Carla necesita mudarse con su hija Tatiana a otro lugar en la zona de San Miguel, Provincia de Buenos Aires (Fotos: Instagram @dalevida_lavaderoderopa)

“No tenía pensado festejar los 15, pero con esa ayuda gigante que nos brindaron, me convencí de comprar de a poquito las cosas; su hermana mayor le hizo los souvenirs mirando tutoriales de YouTube, conseguimos un vestido usado, y así vamos poco a poco completando lo que necesitamos; pero ahora lo primordial es mudarnos”, remarca. Se motiva a sí misma, y confía en que alguna oportunidad va a aparecer. “Hubo tiempos en que yo tenía tres trabajos, cuando tenía un Fitito lo usaba de día y de noche le alquilaba el auto a un remisero, mientras seguía con la feria americana y vendía los accesorios por internet; siempre busqué soluciones y ahora voy a hacer lo mismo”, proyecta.
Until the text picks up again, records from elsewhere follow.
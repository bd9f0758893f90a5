//! Application error types

use thiserror::Error;

/// Main application error type
#[derive(Error, Debug)]
pub enum AppError {
    // ===== Recoverable (notify user, continue) =====
    #[error("File I/O error: {0}")]
    Io(#[from] std::io::Error),

    #[error("File not found: {0}")]
    FileNotFound(String),

    #[error("Invalid path: {0}")]
    InvalidPath(String),

    #[error("No images found in {0}")]
    NoImages(String),

    // ===== Fatal (application termination) =====
    #[error("Configuration error: {0}")]
    Config(String),

    #[error("Initialization failed: {0}")]
    Init(String),
}

impl AppError {
    /// Is this error recoverable?
    pub fn is_recoverable(&self) -> bool {
        matches!(
            self,
            AppError::Io(_) | AppError::FileNotFound(_) | AppError::InvalidPath(_) | AppError::NoImages(_)
        )
    }

    /// Is this a fatal error?
    pub fn is_fatal(&self) -> bool {
        !self.is_recoverable()
    }

    /// Get a user-friendly message
    pub fn user_message(&self) -> String {
        match self {
            AppError::FileNotFound(path) => format!("File not found: {}", path),
            AppError::NoImages(dir) => format!("Nothing to show in {}", dir),
            AppError::Init(msg) => format!("Could not start: {}", msg),
            _ => self.to_string(),
        }
    }
}

impl From<app_fs::FsError> for AppError {
    fn from(e: app_fs::FsError) -> Self {
        match e {
            app_fs::FsError::NotFound(p) => AppError::FileNotFound(p),
            app_fs::FsError::InvalidPath(p) => AppError::InvalidPath(p),
            app_fs::FsError::Io(e) => AppError::Io(e),
        }
    }
}

impl From<app_imaging::ImagingError> for AppError {
    fn from(e: app_imaging::ImagingError) -> Self {
        match e {
            app_imaging::ImagingError::NotFound(p) => AppError::FileNotFound(p),
            app_imaging::ImagingError::NotAFile(p) => AppError::InvalidPath(p),
            app_imaging::ImagingError::Io(e) => AppError::Io(e),
        }
    }
}

#[cfg(test)]
mod tests {
    use super::*;

    #[test]
    fn test_classification() {
        assert!(AppError::FileNotFound("a.png".into()).is_recoverable());
        assert!(AppError::Init("no pool".into()).is_fatal());
    }

    #[test]
    fn test_from_fs_error() {
        let err: AppError = app_fs::FsError::NotFound("/x".into()).into();
        assert!(matches!(err, AppError::FileNotFound(p) if p == "/x"));
        assert_eq!(
            AppError::NoImages("/photos".into()).user_message(),
            "Nothing to show in /photos"
        );
    }
}
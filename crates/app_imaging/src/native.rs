//! Native float-RGBA decoder libraries
//!
//! Each native codec exports a two-function C ABI:
//!
//! ```c
//! bool load_<kind>_rgba(const char *path, float **pixels, int *width, int *height);
//! void free_<kind>_pixels(float *pixels);
//! ```
//!
//! `load` hands out an RGBA f32 buffer owned by the library; it must be
//! returned through `free` exactly once. [`NativePixels`] owns such a buffer
//! and releases it on drop, so every exit path (including errors and
//! cancellation during conversion) gives it back.

use crate::error::NativeError;
use crate::format::ImageFormat;
use libloading::Library;
use std::ffi::{c_char, c_int, CString};
use std::marker::PhantomData;
use std::path::{Path, PathBuf};
use std::ptr::NonNull;

/// `load_*_rgba` signature
pub type LoadFn =
    unsafe extern "C" fn(*const c_char, *mut *mut f32, *mut c_int, *mut c_int) -> bool;

/// `free_*_pixels` signature
pub type FreeFn = unsafe extern "C" fn(*mut f32);

/// Which native library
#[derive(Debug, Clone, Copy, PartialEq, Eq, Hash)]
pub enum NativeKind {
    Hdr,
    Exr,
}

impl NativeKind {
    pub fn format(self) -> ImageFormat {
        match self {
            NativeKind::Hdr => ImageFormat::Hdr,
            NativeKind::Exr => ImageFormat::Exr,
        }
    }

    /// Platform file name, e.g. `libhdr.so`
    pub fn library_file_name(self) -> String {
        let stem = match self {
            NativeKind::Hdr => "libhdr",
            NativeKind::Exr => "libexr",
        };

        if cfg!(windows) {
            format!("{}.dll", stem)
        } else if cfg!(target_os = "macos") {
            format!("{}.dylib", stem)
        } else {
            format!("{}.so", stem)
        }
    }

    fn load_symbol(self) -> &'static [u8] {
        match self {
            NativeKind::Hdr => b"load_hdr_rgba\0",
            NativeKind::Exr => b"load_exr_rgba\0",
        }
    }

    fn free_symbol(self) -> &'static [u8] {
        match self {
            NativeKind::Hdr => b"free_hdr_pixels\0",
            NativeKind::Exr => b"free_exr_pixels\0",
        }
    }
}

/// Bound native entry points for one library
pub struct NativeCodec {
    kind: NativeKind,
    load: LoadFn,
    free: FreeFn,
    // Keeps `load`/`free` valid for the codec's lifetime
    _library: Option<Library>,
}

impl NativeCodec {
    /// Load a codec library from an explicit path
    pub fn open(kind: NativeKind, path: &Path) -> Result<Self, NativeError> {
        unsafe {
            let library = Library::new(path)?;

            let load = *library.get::<LoadFn>(kind.load_symbol())?;
            let free = *library.get::<FreeFn>(kind.free_symbol())?;

            Ok(Self {
                kind,
                load,
                free,
                _library: Some(library),
            })
        }
    }

    /// Bind already-linked functions.
    ///
    /// # Safety
    /// `load` and `free` must honour the contract in the module docs: a
    /// `true` return yields a buffer of `width * height * 4` floats that
    /// stays valid until passed to `free`.
    pub unsafe fn from_fns(kind: NativeKind, load: LoadFn, free: FreeFn) -> Self {
        Self {
            kind,
            load,
            free,
            _library: None,
        }
    }

    /// Search the usual install locations for the platform library.
    ///
    /// Order: each of `extra_dirs`, `<exe dir>/lib/<OS>/`, `<exe dir>/`.
    pub fn discover(kind: NativeKind, extra_dirs: &[PathBuf]) -> Option<Self> {
        let file_name = kind.library_file_name();

        for candidate in search_paths(&file_name, extra_dirs) {
            if !candidate.is_file() {
                tracing::debug!("[NativeCodec] {} not found, trying next location", candidate.display());
                continue;
            }

            match Self::open(kind, &candidate) {
                Ok(codec) => {
                    tracing::info!("[NativeCodec] Loaded {:?} decoder from {}", kind, candidate.display());
                    return Some(codec);
                }
                Err(e) => {
                    tracing::warn!("[NativeCodec] Failed to load {}: {}", candidate.display(), e);
                }
            }
        }

        tracing::error!("[NativeCodec] Failed to locate {}; {} files will not decode", file_name, kind.format());
        None
    }

    pub fn kind(&self) -> NativeKind {
        self.kind
    }

    /// Decode `path` into a native float buffer.
    ///
    /// A `false` return or null buffer is a clean failure and `free` is not
    /// called. Once a buffer is received it is owned by the returned value
    /// (or released immediately if its dimensions are unusable).
    pub fn load(&self, path: &Path) -> Result<NativePixels<'_>, NativeError> {
        let c_path = path_to_cstring(path)?;

        let mut ptr: *mut f32 = std::ptr::null_mut();
        let mut width: c_int = 0;
        let mut height: c_int = 0;

        let ok = unsafe { (self.load)(c_path.as_ptr(), &mut ptr, &mut width, &mut height) };
        if !ok {
            return Err(NativeError::LoadFailed(path.display().to_string()));
        }

        let ptr = NonNull::new(ptr).ok_or(NativeError::NullBuffer)?;
        let mut pixels = NativePixels {
            ptr,
            len: 0,
            width: 0,
            height: 0,
            free: self.free,
            _codec: PhantomData,
        };

        let len = match (u32::try_from(width), u32::try_from(height)) {
            (Ok(w), Ok(h)) if w > 0 && h > 0 => (w as usize)
                .checked_mul(h as usize)
                .and_then(|n| n.checked_mul(4)),
            _ => None,
        };

        match len {
            Some(len) => {
                pixels.len = len;
                pixels.width = width as u32;
                pixels.height = height as u32;
                Ok(pixels)
            }
            // `pixels` drops here and returns the buffer
            None => Err(NativeError::InvalidDimensions(width, height)),
        }
    }
}

impl std::fmt::Debug for NativeCodec {
    fn fmt(&self, f: &mut std::fmt::Formatter<'_>) -> std::fmt::Result {
        f.debug_struct("NativeCodec")
            .field("kind", &self.kind)
            .field("dynamic", &self._library.is_some())
            .finish()
    }
}

/// Float RGBA buffer owned by a native library, freed exactly once on drop
pub struct NativePixels<'a> {
    ptr: NonNull<f32>,
    len: usize,
    width: u32,
    height: u32,
    free: FreeFn,
    _codec: PhantomData<&'a NativeCodec>,
}

impl NativePixels<'_> {
    pub fn width(&self) -> u32 {
        self.width
    }

    pub fn height(&self) -> u32 {
        self.height
    }

    /// Interleaved RGBA floats, `width * height * 4` long
    pub fn as_slice(&self) -> &[f32] {
        unsafe { std::slice::from_raw_parts(self.ptr.as_ptr(), self.len) }
    }
}

impl Drop for NativePixels<'_> {
    fn drop(&mut self) {
        unsafe { (self.free)(self.ptr.as_ptr()) }
    }
}

fn search_paths(file_name: &str, extra_dirs: &[PathBuf]) -> Vec<PathBuf> {
    let mut paths: Vec<PathBuf> = extra_dirs.iter().map(|d| d.join(file_name)).collect();

    if let Some(exe_dir) = std::env::current_exe().ok().and_then(|p| p.parent().map(Path::to_path_buf)) {
        paths.push(exe_dir.join("lib").join(os_dir_name()).join(file_name));
        paths.push(exe_dir.join(file_name));
    }

    paths
}

fn os_dir_name() -> &'static str {
    if cfg!(windows) {
        "Windows"
    } else if cfg!(target_os = "macos") {
        "macOS"
    } else {
        "Linux"
    }
}

#[cfg(unix)]
fn path_to_cstring(path: &Path) -> Result<CString, NativeError> {
    use std::os::unix::ffi::OsStrExt;
    CString::new(path.as_os_str().as_bytes())
        .map_err(|_| NativeError::InvalidPath(path.display().to_string()))
}

#[cfg(not(unix))]
fn path_to_cstring(path: &Path) -> Result<CString, NativeError> {
    let s = path
        .to_str()
        .ok_or_else(|| NativeError::InvalidPath(path.display().to_string()))?;
    CString::new(s).map_err(|_| NativeError::InvalidPath(path.display().to_string()))
}

#[cfg(test)]
pub(crate) mod testing {
    //! In-process stand-ins for the native libraries

    use std::ffi::{c_char, c_int};

    /// Leak a `[f32]` the way a C library would hand out a malloc'd buffer
    pub fn leak_buffer(data: Vec<f32>) -> *mut f32 {
        Box::into_raw(data.into_boxed_slice()) as *mut f32
    }

    /// Reclaim a buffer produced by [`leak_buffer`]
    ///
    /// # Safety
    /// `ptr` must come from `leak_buffer` with exactly `len` elements.
    pub unsafe fn reclaim_buffer(ptr: *mut f32, len: usize) {
        drop(Box::from_raw(std::ptr::slice_from_raw_parts_mut(ptr, len)));
    }

    pub unsafe fn write_out(
        pixels: *mut *mut f32,
        width: *mut c_int,
        height: *mut c_int,
        w: c_int,
        h: c_int,
        data: Vec<f32>,
    ) {
        *pixels = leak_buffer(data);
        *width = w;
        *height = h;
    }

    pub unsafe fn path_str<'a>(path: *const c_char) -> &'a str {
        std::ffi::CStr::from_ptr(path).to_str().unwrap_or("")
    }
}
Vuelve a hacer hincapié en que “no quiere que nadie le regale nada”, fiel a su esencia. Le costó mucho conseguir que la acepten como inquilina sin un recibo de sueldo en blanco ni una garantía propietaria, y por eso teme que esta vez vuelva a ser cuesta arriba. “Simplemente quiero que alguien que tenga un lugar en condiciones para vivir, y para que pueda seguir lavando, me diga: ‘Sale tanto’, ver si lo puedo pagar, y si tiene un patiecito techado por más chiquito que sea yo ya sería feliz”, señala. Después de todo el recorrido por los vaivenes de su vida, hace un balance positivo y conserva la fe. “Es mi historia y estoy orgullosa porque seguí adelante, y así pienso continuar”, concluye.